Now, I’m off to ask Zucker a question that this blog has helped me clarify: If your primary approach to little kids born with typical genitals to get them to feel good about their bodies and to get their parents to adjust to their children’s needs, why isn’t that your approach for children born with atypical genitals?

 

N.B.: If you’re interested in reading more material on educated activism, please see my page for activists.

 

Postscript, May 30, 2008:

Subsequent to this blog, the APA issued a statement regarding Zucker’s practice and philosophy of treatment. I quote from it here because I believe it confirms what I reported from above from my conversations with Zucker:

The philosophy of Dr. Zucker’s team is to provide client-centered care that maximizes benefit and minimizes harm to each child or youth.  The goal of treatment is a well-adjusted youth, regardless of ultimate gender identity or sexual orientation, who feels she or he has been genuinely helped by her or his healthcare providers.  [...] Dr. Zucker’s therapeutic approach has no relationship to so-called reparative or sexual conversion therapies that attempt to change homosexual orientations to heterosexual ones.  The goal of his therapy is the opposite of conversion therapy in that he considers well-adjusted transsexual, gay, lesbian or bisexual youth to be therapy successes, not failures.

Four trans rights groups (the National Center for Transgender Equality, the Transgender Law and Policy Institute, the Transgender Law Center, and TransYouth Family Allies) have also issued a new statement on this matter, including this:

Though no consensus exists among transgender people about whether and how a GID diagnosis should be in the DSM-V, there is certainly agreement that decisions made by the APA about transgender and gender non-conforming people will deeply affect the lives of millions of transgender adults, adolescents and children.

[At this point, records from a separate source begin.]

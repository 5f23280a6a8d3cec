//!
//! Bounded Blocking Queue
//!
//! A fixed-capacity FIFO shared between threads. All state lives behind one
//! `Mutex`; producers park on `not_full`, consumers park on `not_empty`.
//! Each successful push wakes one consumer and each successful pop wakes one
//! producer.
//!
//! ## Teardown
//!
//! `close()` marks the queue closed and wakes everyone. After that, `push`
//! fails with `QueueError::Closed`, while buffered items stay poppable until
//! drained; `pop` only returns `None` once the queue is closed and empty.
//!
//! ## Ids
//!
//! Every queue takes a unique id from a `QueueIdAllocator` at construction.
//! Ids are never reused for the lifetime of the allocator.
//!

use std::collections::VecDeque;
use std::sync::atomic::{AtomicU64, Ordering};
use std::sync::{Condvar, Mutex, MutexGuard, PoisonError};

use thiserror::Error;

#[derive(Debug, Clone, Copy, PartialEq, Eq, Error)]
#[non_exhaustive]
pub enum QueueError {
    #[error("Queue {id} is closed")]
    Closed { id: u64 },
}

/// Monotonic source of queue ids
#[derive(Debug)]
pub struct QueueIdAllocator {
    next: AtomicU64,
}

static GLOBAL_QUEUE_IDS: QueueIdAllocator = QueueIdAllocator::new();

impl QueueIdAllocator {
    pub const fn new() -> Self {
        Self { next: AtomicU64::new(0) }
    }

    /// The allocator shared by every queue built with `BoundedQueue::new`
    pub fn global() -> &'static QueueIdAllocator {
        &GLOBAL_QUEUE_IDS
    }

    pub fn next_id(&self) -> u64 {
        self.next.fetch_add(1, Ordering::Relaxed)
    }
}

impl Default for QueueIdAllocator {
    fn default() -> Self {
        Self::new()
    }
}

struct QueueState<T> {
    items: VecDeque<T>,
    closed: bool,
}

pub struct BoundedQueue<T> {
    id: u64,
    capacity: usize,
    state: Mutex<QueueState<T>>,
    not_full: Condvar,
    not_empty: Condvar,
}

impl<T> BoundedQueue<T> {
    /// Create a queue with an id from the global allocator
    pub fn new(capacity: usize) -> Self {
        Self::with_allocator(capacity, QueueIdAllocator::global())
    }

    /// Create a queue with an id from `ids`. A capacity of 0 is clamped to 1.
    pub fn with_allocator(capacity: usize, ids: &QueueIdAllocator) -> Self {
        let id = ids.next_id();
        let capacity = if capacity == 0 {
            tracing::warn!(queue = id, "Queue capacity 0 clamped to 1");
            1
        } else {
            capacity
        };
        tracing::debug!(queue = id, capacity, "Created queue");

        Self {
            id,
            capacity,
            state: Mutex::new(QueueState {
                items: VecDeque::with_capacity(capacity),
                closed: false,
            }),
            not_full: Condvar::new(),
            not_empty: Condvar::new(),
        }
    }

    pub fn id(&self) -> u64 {
        self.id
    }

    pub fn capacity(&self) -> usize {
        self.capacity
    }

    // A poisoned lock still guards a consistent queue.
    fn lock(&self) -> MutexGuard<'_, QueueState<T>> {
        self.state.lock().unwrap_or_else(PoisonError::into_inner)
    }

    /// Append `item`, blocking while the queue is full.
    pub fn push(&self, item: T) -> Result<(), QueueError> {
        let guard = self.lock();
        let mut state = self
            .not_full
            .wait_while(guard, |s| !s.closed && s.items.len() >= self.capacity)
            .unwrap_or_else(PoisonError::into_inner);

        if state.closed {
            return Err(QueueError::Closed { id: self.id });
        }

        state.items.push_back(item);
        drop(state);
        self.not_empty.notify_one();
        Ok(())
    }

    /// Remove the head item, blocking while the queue is empty.
    /// Returns `None` only when the queue is closed and drained.
    pub fn pop(&self) -> Option<T> {
        let guard = self.lock();
        let mut state = self
            .not_empty
            .wait_while(guard, |s| !s.closed && s.items.is_empty())
            .unwrap_or_else(PoisonError::into_inner);

        let item = state.items.pop_front();
        drop(state);
        if item.is_some() {
            self.not_full.notify_one();
        }
        item
    }

    /// Remove the head item if there is one
    pub fn try_pop(&self) -> Option<T> {
        let item = self.lock().items.pop_front();
        if item.is_some() {
            self.not_full.notify_one();
        }
        item
    }

    /// Remove exactly `n` head items in one step, or nothing at all when
    /// fewer than `n` are buffered.
    pub fn try_pop_exact(&self, n: usize) -> Option<Vec<T>> {
        let mut state = self.lock();
        if state.items.len() < n {
            return None;
        }

        let taken: Vec<T> = state.items.drain(..n).collect();
        drop(state);
        match n {
            0 => {}
            1 => self.not_full.notify_one(),
            _ => self.not_full.notify_all(),
        }
        Some(taken)
    }

    pub fn size(&self) -> usize {
        self.lock().items.len()
    }

    pub fn is_empty(&self) -> bool {
        self.lock().items.is_empty()
    }

    pub fn is_full(&self) -> bool {
        self.lock().items.len() >= self.capacity
    }

    /// Tear the queue down and wake every parked caller. Idempotent.
    pub fn close(&self) {
        self.lock().closed = true;
        self.not_full.notify_all();
        self.not_empty.notify_all();
    }

    pub fn is_closed(&self) -> bool {
        self.lock().closed
    }
}

impl<T> std::fmt::Debug for BoundedQueue<T> {
    fn fmt(&self, f: &mut std::fmt::Formatter<'_>) -> std::fmt::Result {
        f.debug_struct("BoundedQueue")
            .field("id", &self.id)
            .field("capacity", &self.capacity)
            .field("size", &self.size())
            .finish()
    }
}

We have met with and strongly encouraged the APA to closely adhere to its stated commitment to scientific process regarding diagnosis of transgender people. We are confident that a fair, unbiased review of current knowledge can result in a DSM-V that can move society toward a more rational and humane understanding of transgender people.

We encourage our transgender brothers and sisters to approach this issue with thoughtful consideration of all available information.